The first evening, we also did several activities where the participants spoke about important resources in the region. These included the flower of Guaviare, Moriche (palm), jaguar, and fish.
The second day of the workshop began with a presentation by Simon discussing the report card process and methodology. Afterwards, the entire group brainstormed the values and threats to the Guaviare River Basin. After all the possible values and threats were determined, the group voted on the most important ones to focus on for the Guaviare River.
The first day ended with discussion of the indicators to use in the Guaviare River Report Card. The participants broke up into groups to brainstorm indicators based on specific values and threats of the basin.

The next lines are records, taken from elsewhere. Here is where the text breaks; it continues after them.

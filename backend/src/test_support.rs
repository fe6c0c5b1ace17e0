//! Test utilities for the backend crate.
//!
//! This module provides shared helpers for both unit tests (in `src/`) and
//! integration tests (in `tests/`). It is only compiled for tests or with the
//! `test-support` feature.

use std::sync::{Arc, Mutex, MutexGuard};

use async_trait::async_trait;
use chrono::{DateTime, Local, TimeDelta, TimeZone, Utc};
use mockable::Clock;

use crate::domain::ports::{MailError, Mailer, OutgoingMail};
use crate::domain::{
    CreateProject, Email, Membership, NewMembership, NewRole, NewUser, PasswordHasher, Project,
    ProjectPermission, Repositories, Requester, ServiceConfig, ServiceDeps, Services, TokenSigner,
    User, Username,
};
use crate::outbound::memory::MemoryStore;

/// Password given to every user created through [`TestWorld`].
pub const PASSWORD: &str = "123123";
/// Secret used by the [`TestWorld`] token signer.
pub const TOKEN_SECRET: &[u8] = b"test-token-secret";

fn lock<T>(mutex: &Mutex<T>) -> MutexGuard<'_, T> {
    match mutex.lock() {
        Ok(guard) => guard,
        Err(_) => panic!("test support mutex poisoned"),
    }
}

/// Clock tests can move forward by hand.
pub struct MutableClock(Mutex<DateTime<Utc>>);

impl MutableClock {
    pub fn new(now: DateTime<Utc>) -> Self {
        Self(Mutex::new(now))
    }

    /// Move the clock forward.
    pub fn advance_seconds(&self, seconds: i64) {
        *lock(&self.0) += TimeDelta::seconds(seconds);
    }
}

impl Clock for MutableClock {
    fn local(&self) -> DateTime<Local> {
        self.utc().with_timezone(&Local)
    }

    fn utc(&self) -> DateTime<Utc> {
        *lock(&self.0)
    }
}

/// Mailer that keeps every message, optionally failing delivery.
#[derive(Default)]
pub struct RecordingMailer {
    sent: Mutex<Vec<OutgoingMail>>,
    fail: bool,
}

impl RecordingMailer {
    /// A mailer whose every send fails.
    pub fn failing() -> Self {
        Self {
            sent: Mutex::default(),
            fail: true,
        }
    }

    pub fn sent(&self) -> Vec<OutgoingMail> {
        lock(&self.sent).clone()
    }

    /// Messages of one kind, e.g. `membership_invitation`.
    pub fn sent_of(&self, kind: &str) -> Vec<OutgoingMail> {
        self.sent()
            .into_iter()
            .filter(|mail| mail.kind == kind)
            .collect()
    }
}

#[async_trait]
impl Mailer for RecordingMailer {
    async fn send(&self, mail: &OutgoingMail) -> Result<(), MailError> {
        lock(&self.sent).push(mail.clone());
        if self.fail {
            return Err(MailError::delivery("recording mailer set to fail"));
        }
        Ok(())
    }
}

/// A complete service graph over the in-memory store.
pub struct TestWorld {
    pub store: Arc<MemoryStore>,
    pub repos: Repositories,
    pub mailer: Arc<RecordingMailer>,
    pub clock: Arc<MutableClock>,
    pub signer: TokenSigner,
    pub hasher: PasswordHasher,
    pub services: Services,
}

impl Default for TestWorld {
    fn default() -> Self {
        Self::new()
    }
}

impl TestWorld {
    /// World with feedback enabled and public registration on.
    pub fn new() -> Self {
        Self::with_config(ServiceConfig {
            public_register_enabled: true,
            feedback_email: Some(Email::new("feedback@example.com").expect("email")),
            ..ServiceConfig::default()
        })
    }

    pub fn with_config(config: ServiceConfig) -> Self {
        Self::build(config, Arc::new(RecordingMailer::default()))
    }

    /// A world whose services send mail through `mailer`.
    pub fn with_mailer(config: ServiceConfig, mailer: RecordingMailer) -> Self {
        Self::build(config, Arc::new(mailer))
    }

    fn build(config: ServiceConfig, mailer: Arc<RecordingMailer>) -> Self {
        let store = MemoryStore::new();
        let repos = MemoryStore::repositories(&store);
        let start = Utc
            .with_ymd_and_hms(2024, 5, 1, 9, 0, 0)
            .single()
            .expect("valid start time");
        let clock = Arc::new(MutableClock::new(start));
        let signer = TokenSigner::new(TOKEN_SECRET.to_vec());
        let hasher = PasswordHasher::insecure_fast();
        let services = Services::new(
            ServiceDeps {
                repos: repos.clone(),
                mailer: mailer.clone(),
                clock: clock.clone(),
                hasher: hasher.clone(),
                signer: signer.clone(),
            },
            config,
        );
        Self {
            store,
            repos,
            mailer,
            clock,
            signer,
            hasher,
            services,
        }
    }

    async fn insert_user(&self, username: &str, is_superuser: bool) -> User {
        let hash = self.hasher.hash(PASSWORD).expect("hash");
        self.repos
            .users
            .create(NewUser {
                username: Username::new(username).expect("username"),
                email: Email::new(format!("{username}@example.com")).expect("email"),
                full_name: format!("{username} tester"),
                password_hash: Some(hash),
                is_superuser,
                date_joined: self.clock.utc(),
            })
            .await
            .expect("create user")
    }

    /// Active user `username` with email `{username}@example.com`.
    pub async fn user(&self, username: &str) -> User {
        self.insert_user(username, false).await
    }

    /// Create a superuser.
    pub async fn superuser(&self, username: &str) -> User {
        self.insert_user(username, true).await
    }

    pub fn requester(user: &User) -> Requester {
        Requester::user(user.clone())
    }

    /// Signed token for `user`.
    pub fn auth_token(&self, user: &User) -> String {
        self.services.auth.auth_token(user).expect("auth token")
    }

    /// Project created by `owner` through the projects service.
    pub async fn project(&self, owner: &User, name: &str, is_private: bool) -> Project {
        self.services
            .projects
            .create(
                &Self::requester(owner),
                CreateProject {
                    name: name.to_owned(),
                    description: format!("{name} description"),
                    is_private,
                    ..CreateProject::default()
                },
            )
            .await
            .expect("create project")
            .project
    }

    /// Private project without any anonymous or public permission.
    pub async fn private_project(&self, owner: &User, name: &str) -> Project {
        self.project(owner, name, true).await
    }

    /// Add `user` to `project` through a dedicated role holding `permissions`.
    pub async fn member(
        &self,
        project: &Project,
        user: &User,
        permissions: &[ProjectPermission],
    ) -> Membership {
        let role = self
            .repos
            .roles
            .create(NewRole {
                project: project.id,
                name: format!("role for {}", user.username),
                slug: format!("role-{}", user.id),
                order: 100,
                computable: true,
                permissions: permissions.to_vec(),
            })
            .await
            .expect("create role");
        self.repos
            .memberships
            .create(NewMembership {
                project: project.id,
                user: Some(user.id),
                role: role.id,
                email: Some(user.email.clone()),
                is_owner: false,
                token: None,
                invited_by: Some(project.owner),
                created_at: self.clock.utc(),
            })
            .await
            .expect("create membership")
    }
}

pub mod openapi {
    //! OpenAPI schema traversal helpers.
    //!
    //! Resolves `RefOr<Schema>` wrappers to concrete `Object` schemas with
    //! diagnostic messages on type mismatches.

    use utoipa::openapi::RefOr;
    use utoipa::openapi::schema::{Object, Schema};

    /// Extract an `Object` schema, panicking with a diagnostic if not an Object.
    pub fn unwrap_object_schema<'a>(schema: &'a RefOr<Schema>, name: &str) -> &'a Object {
        match schema {
            RefOr::T(Schema::Object(obj)) => obj,
            RefOr::Ref(reference) => {
                panic!(
                    "schema '{name}' is a $ref to '{}'; resolve the reference first",
                    reference.ref_location
                );
            }
            RefOr::T(Schema::Array(_)) => {
                panic!("schema '{name}' is an Array, not an Object");
            }
            _ => panic!("schema '{name}' has unexpected type"),
        }
    }

    /// Get a property from an Object schema by name.
    pub fn get_property<'a>(obj: &'a Object, field: &str) -> &'a RefOr<Schema> {
        match obj.properties.get(field) {
            Some(property) => property,
            None => panic!("property '{field}' not found"),
        }
    }
}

The next morning, we woke up early (4am!) to go on a field visit before the last day of the workshop. The area we visited was called Ciudad de Piedra (City of Rocks). These rock formations are symmetrical rectangles that form what seem to be city walls, with streets in between.
After our field trip we wrapped up the workshop with picking the final indicators, discussing who had the data, and who would be part of the smaller working groups to establish the indicator thresholds and scoring. We also went over the communications plan, the draft report card, and the draft newsletter from the workshop.
Most unusually for this workshop, we ended before seeing the Guaviare River! After finishing the workshop, we drove downtown and watched the sunset over the river.